I am Lisel Adam, visiting student from Paris Sorbonne, and I am the author of Beckett’s self-translation: Linguistic variations between “Pas Moi” and “Not I” (1972).This zine, like those my peers, is the result of many investigations, and specifically for me of a study of Samuel Beckett’s translation of Not I that aimed at querying how his Franco-Irish identity may have informed his practice. In fact, there is a common tendency to place Beckett either within the frame of French literature or within the scope of Irish literature, which is neither right nor wrong, and yet creates a lack of understanding of Beckett’s work and philosophy. I hope my zine contributes to thinking about Beckett’s use of languages and cultures beyond national borders.

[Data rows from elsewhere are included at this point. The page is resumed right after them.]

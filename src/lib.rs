//! Gaussian process regression and classification over biological sequences.
//!
//! `seqgp` bundles two crates:
//! * [kernels]: covariance functions over encoded sequences (`(n, L)` matrices
//!   of residues) such as the [identity](kernels::IdentityKernel) and
//!   [contact](kernels::ContactKernel) kernels,
//! * [gp]: the models trained with those kernels, namely
//!   [regression](gp::GpRegressor), [binary](gp::GpClassifier) and
//!   [multi-class](gp::GpMultiClassifier) Laplace classification, and
//!   [regression on L1 selected features](gp::LassoGpRegressor).
//!
//! # Example
//!
//! ```
//! use seqgp::gp::{mean_models::ZeroMean, GpRegressor};
//! use seqgp::kernels::IdentityKernel;
//! use linfa::prelude::*;
//! use ndarray::{array, Array2};
//!
//! let seqs: Vec<char> = "AAAABAAAABAAAABAAAAB".chars().collect();
//! let xt = Array2::from_shape_vec((5, 4), seqs).unwrap();
//! let yt = array![0.5, 1.5, -0.2, 0.9, -1.3];
//!
//! let gp = GpRegressor::params(ZeroMean(), IdentityKernel::new())
//!     .fit(&Dataset::new(xt.clone(), yt))
//!     .expect("GP fitted");
//! let (mean, cov) = gp.predict(&xt).expect("GP prediction");
//! assert_eq!(mean.len(), 5);
//! assert_eq!(cov.dim(), (5, 5));
//! ```
pub use seqgp_gp as gp;
pub use seqgp_kernels as kernels;
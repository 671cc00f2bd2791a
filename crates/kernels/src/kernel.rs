use linfa::Float;
use ndarray::{Array2, ArrayBase, Data, Ix1, Ix2};
use std::fmt;

/// A covariance function between encoded items (one item per row).
///
/// `fit` is called once at the start of every training call, before any
/// covariance is requested for the training inputs. It does not fit anything
/// in the statistical sense: it registers the inputs (a kernel may cache a
/// derived representation of each of them) and tells the caller how many
/// hyperparameters [Kernel::cov] expects.
pub trait Kernel<F: Float>: Clone + fmt::Debug + fmt::Display + Send + Sync {
    /// Type of one encoded position (residue symbol, numeric feature, ...)
    type Elem: Clone + PartialEq + fmt::Debug + Send + Sync;

    /// Register the training inputs `x` as a (n, L) matrix and return
    /// the number of hyperparameters required.
    fn fit(&mut self, x: &ArrayBase<impl Data<Elem = Self::Elem>, Ix2>) -> usize;

    /// Number of hyperparameters expected by [Kernel::cov]
    fn n_hypers(&self) -> usize;

    /// Covariance matrix (na, nb) between the rows of `xa` and the rows of `xb`
    /// given positive `hypers` of length [Kernel::n_hypers].
    fn cov(
        &self,
        xa: &ArrayBase<impl Data<Elem = Self::Elem>, Ix2>,
        xb: &ArrayBase<impl Data<Elem = Self::Elem>, Ix2>,
        hypers: &ArrayBase<impl Data<Elem = F>, Ix1>,
    ) -> Array2<F>;

    /// Covariance matrix (n, n) of the rows of `x` with themselves
    fn self_cov(
        &self,
        x: &ArrayBase<impl Data<Elem = Self::Elem>, Ix2>,
        hypers: &ArrayBase<impl Data<Elem = F>, Ix1>,
    ) -> Array2<F> {
        self.cov(x, x, hypers)
    }
}
use crate::classifier_algorithm::LAPLACE_MAX_ITER;
use crate::classifier_parameters::check_max_iterations;
use crate::errors::{GpError, Result};
use crate::optimization::{Algorithm, GP_OPTIM_MAX_EVAL};
use crate::parameters::check_optim_params;
use linfa::{Float, ParamGuard};
use ndarray::Array1;
use seqgp_kernels::Kernel;

/// A set of validated multi-class GP classification parameters.
#[derive(Clone, Debug)]
pub struct GpMultiClassifierValidParams<F: Float, K: Kernel<F>> {
    /// One kernel per class
    pub(crate) kernels: Vec<K>,
    /// Initial hyperparameters, concatenation of the per-class vectors
    pub(crate) guesses: Option<Array1<F>>,
    pub(crate) n_start: usize,
    pub(crate) max_eval: usize,
    pub(crate) algorithm: Algorithm,
    pub(crate) optimize: bool,
    /// Newton iterations budget of the mode finding
    pub(crate) max_iterations: usize,
}

impl<F: Float, K: Kernel<F>> GpMultiClassifierValidParams<F, K> {
    /// Get per-class kernels
    pub fn kernels(&self) -> &[K] {
        &self.kernels
    }

    /// Get initial hyperparameters if any
    pub fn guesses(&self) -> Option<&Array1<F>> {
        self.guesses.as_ref()
    }

    /// Get the number of random restarts
    pub fn n_start(&self) -> usize {
        self.n_start
    }

    /// Get the max number of objective evaluations
    pub fn max_eval(&self) -> usize {
        self.max_eval
    }

    /// Get optimizer
    pub fn algorithm(&self) -> Algorithm {
        self.algorithm
    }

    /// Whether hyperparameters are optimized during fitting
    pub fn is_optimized(&self) -> bool {
        self.optimize
    }

    /// Get the Newton iterations budget of the mode finding
    pub fn max_iterations(&self) -> usize {
        self.max_iterations
    }
}

#[derive(Clone, Debug)]
/// The set of hyperparameters that can be specified for the execution of
/// the [multi-class GP classification algorithm](crate::GpMultiClassifier).
pub struct GpMultiClassifierParams<F: Float, K: Kernel<F>>(
    pub(crate) GpMultiClassifierValidParams<F, K>,
);

impl<F: Float, K: Kernel<F>> GpMultiClassifierParams<F, K> {
    /// A constructor given one kernel per class
    pub fn new(kernels: Vec<K>) -> GpMultiClassifierParams<F, K> {
        Self(GpMultiClassifierValidParams {
            kernels,
            guesses: None,
            n_start: 0,
            max_eval: GP_OPTIM_MAX_EVAL,
            algorithm: Algorithm::default(),
            optimize: true,
            max_iterations: LAPLACE_MAX_ITER,
        })
    }

    /// Set initial hyperparameters as the concatenation of the per-class vectors.
    pub fn guesses(mut self, guesses: Array1<F>) -> Self {
        self.0.guesses = Some(guesses);
        self.0.optimize = true;
        self
    }

    /// Set constant hyperparameters: no optimization takes place.
    pub fn fixed_hypers(mut self, hypers: Array1<F>) -> Self {
        self.0.guesses = Some(hypers);
        self.0.optimize = false;
        self
    }

    /// Set the number of random restarts
    pub fn n_start(mut self, n_start: usize) -> Self {
        self.0.n_start = n_start;
        self
    }

    /// Set the max number of objective evaluations during one optimization
    pub fn max_eval(mut self, max_eval: usize) -> Self {
        self.0.max_eval = max_eval;
        self
    }

    /// Set optimizer
    pub fn algorithm(mut self, algorithm: Algorithm) -> Self {
        self.0.algorithm = algorithm;
        self
    }

    /// Set the Newton iterations budget of the mode finding, default to 1000.
    pub fn max_iterations(mut self, max_iterations: usize) -> Self {
        self.0.max_iterations = max_iterations;
        self
    }
}

impl<F: Float, K: Kernel<F>> ParamGuard for GpMultiClassifierParams<F, K> {
    type Checked = GpMultiClassifierValidParams<F, K>;
    type Error = GpError;

    fn check_ref(&self) -> Result<&Self::Checked> {
        if self.0.kernels.len() < 2 {
            return Err(GpError::ConfigError(format!(
                "at least 2 class kernels required, got {}",
                self.0.kernels.len()
            )));
        }
        check_optim_params(self.0.guesses.as_ref(), self.0.max_eval)?;
        check_max_iterations(self.0.max_iterations)?;
        Ok(&self.0)
    }

    fn check(self) -> Result<Self::Checked> {
        self.check_ref()?;
        Ok(self.0)
    }
}
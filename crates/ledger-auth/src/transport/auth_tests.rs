// SPDX-License-Identifier: BUSL-1.1
// Copyright (c) 2026 Alfred Jean LLC

use axum::http::HeaderMap;

use super::*;

fn headers_with(value: &str) -> anyhow::Result<HeaderMap> {
    let mut headers = HeaderMap::new();
    headers.insert("authorization", value.parse().map_err(|e| anyhow::anyhow!("{e}"))?);
    Ok(headers)
}

#[test]
fn no_token_allows_all() {
    assert!(validate_bearer(&HeaderMap::new(), None).is_ok());
}

#[test]
fn valid_bearer_passes() -> anyhow::Result<()> {
    assert!(validate_bearer(&headers_with("Bearer secret123")?, Some("secret123")).is_ok());
    Ok(())
}

#[yare::parameterized(
    wrong_token = { "Bearer wrong" },
    prefix_of_token = { "Bearer secret12" },
    basic_scheme = { "Basic dXNlcjpwYXNz" },
    lowercase_scheme = { "bearer secret123" },
)]
fn rejects_bad_header(value: &str) {
    let headers = headers_with(value).expect("header");
    assert_eq!(validate_bearer(&headers, Some("secret123")).err(), Some(ErrorCode::Unauthorized));
}

#[test]
fn missing_header_rejects() {
    assert_eq!(
        validate_bearer(&HeaderMap::new(), Some("secret123")).err(),
        Some(ErrorCode::Unauthorized)
    );
}

#[test]
fn constant_time_eq_compares_full_strings() {
    assert!(constant_time_eq("abc", "abc"));
    assert!(!constant_time_eq("abc", "abd"));
    assert!(!constant_time_eq("abc", "abcd"));
}
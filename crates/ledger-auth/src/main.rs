// SPDX-License-Identifier: BUSL-1.1
// Copyright (c) 2026 Alfred Jean LLC

use clap::Parser;
use tracing::error;

use ledger_auth::config::Config;

#[tokio::main]
async fn main() {
    let config = Config::parse();

    if let Err(e) = config.validate() {
        eprintln!("error: {e}");
        std::process::exit(2);
    }

    ledger_auth::init_tracing(&config);

    // reqwest is built without a bundled provider.
    let _ = rustls::crypto::ring::default_provider().install_default();

    if let Err(e) = ledger_auth::run(config).await {
        error!("fatal: {e:#}");
        std::process::exit(1);
    }
}
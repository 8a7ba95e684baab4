// SPDX-License-Identifier: BUSL-1.1
// Copyright (c) 2026 Alfred Jean LLC

use std::time::Duration;

use super::{Credential, CredentialState};

/// Decides whether a credential can be handed out or must be refreshed first.
///
/// A credential is stale once the current time is within `margin` of its
/// expiry. A credential with no known expiry is never stale by time.
#[derive(Debug, Clone, Copy, PartialEq, Eq)]
pub struct ExpiryPolicy {
    margin: Duration,
}

impl Default for ExpiryPolicy {
    fn default() -> Self {
        Self::new(Self::DEFAULT_MARGIN)
    }
}

impl ExpiryPolicy {
    pub const DEFAULT_MARGIN: Duration = Duration::from_secs(300);

    pub fn new(margin: Duration) -> Self {
        Self { margin }
    }

    pub fn margin(&self) -> Duration {
        self.margin
    }

    /// Complete and outside the safety margin at `now_ms`.
    pub fn is_valid(&self, credential: &Credential, now_ms: i64) -> bool {
        credential.is_complete() && !self.is_stale(credential, now_ms)
    }

    /// Expiry known and `now_ms` at or past `expires_at - margin`.
    pub fn is_stale(&self, credential: &Credential, now_ms: i64) -> bool {
        match credential.expires_at {
            Some(expires_at) => now_ms >= expires_at.saturating_sub(self.margin_ms()),
            None => false,
        }
    }

    pub fn state(&self, credential: &Credential, now_ms: i64) -> CredentialState {
        if !credential.is_complete() {
            CredentialState::Unauthenticated
        } else if !self.is_stale(credential, now_ms) {
            CredentialState::Valid
        } else if credential.has_refresh_token() {
            CredentialState::Stale
        } else {
            CredentialState::ExpiredNoRefresh
        }
    }

    fn margin_ms(&self) -> i64 {
        i64::try_from(self.margin.as_millis()).unwrap_or(i64::MAX)
    }
}

#[cfg(test)]
#[path = "expiry_tests.rs"]
mod tests;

Lisel, Mathilde and Savannah in the embodied practice workshop on Beckett’s TV plays facilitated by Nicholas Johnson
During the term, we had the opportunity to meet with various experts in order to practice acting, experience Beckett in virtual reality, or even discover the Beckett Collection owned by the Library. These workshops gave me the tools to understand Beckett as an artist, and more importantly, as a human being.

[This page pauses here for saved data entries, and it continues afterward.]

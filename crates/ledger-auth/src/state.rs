// SPDX-License-Identifier: BUSL-1.1
// Copyright (c) 2026 Alfred Jean LLC

use std::sync::Arc;

use crate::accounting::AccountingClient;
use crate::config::Config;
use crate::credential::manager::TokenManager;

/// Shared service state.
pub struct AppState {
    pub config: Config,
    pub manager: Arc<TokenManager>,
    pub accounting: AccountingClient,
}

impl AppState {
    pub fn new(config: Config, manager: Arc<TokenManager>) -> Self {
        let accounting = AccountingClient::new(
            config.api_base_url(),
            Arc::clone(&manager),
            config.issuer_timeout(),
        );
        Self { config, manager, accounting }
    }
}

The unusual format of the zine was very helpful to learn in ways that classical academic assignments do not allow. I always felt unsatisfied with my essays in college, as they were not fully representative of my personality and my interests. This project made me realize that genuine research can take other forms and be carried out through creative and innovative frameworks, and I feel more confident with my work now.
Some of the students in the Manuscript Department discovering the Beckett Collection with Jane Maxwell
Finally, I also engaged with disciplines and methodologies that I was unfamiliar with beforehand. I conducted my first interview of an actor, which was demanding but stimulating, and I also practiced epistolary research and genetic criticism, inspired by our visit to the archive, where Jane Maxwell showed us letters, manuscripts and notebooks. These invaluable contributions taught me a lot about the multiplicity and diversity of sources that we can use as students, which makes learning a lot more exciting and empowering.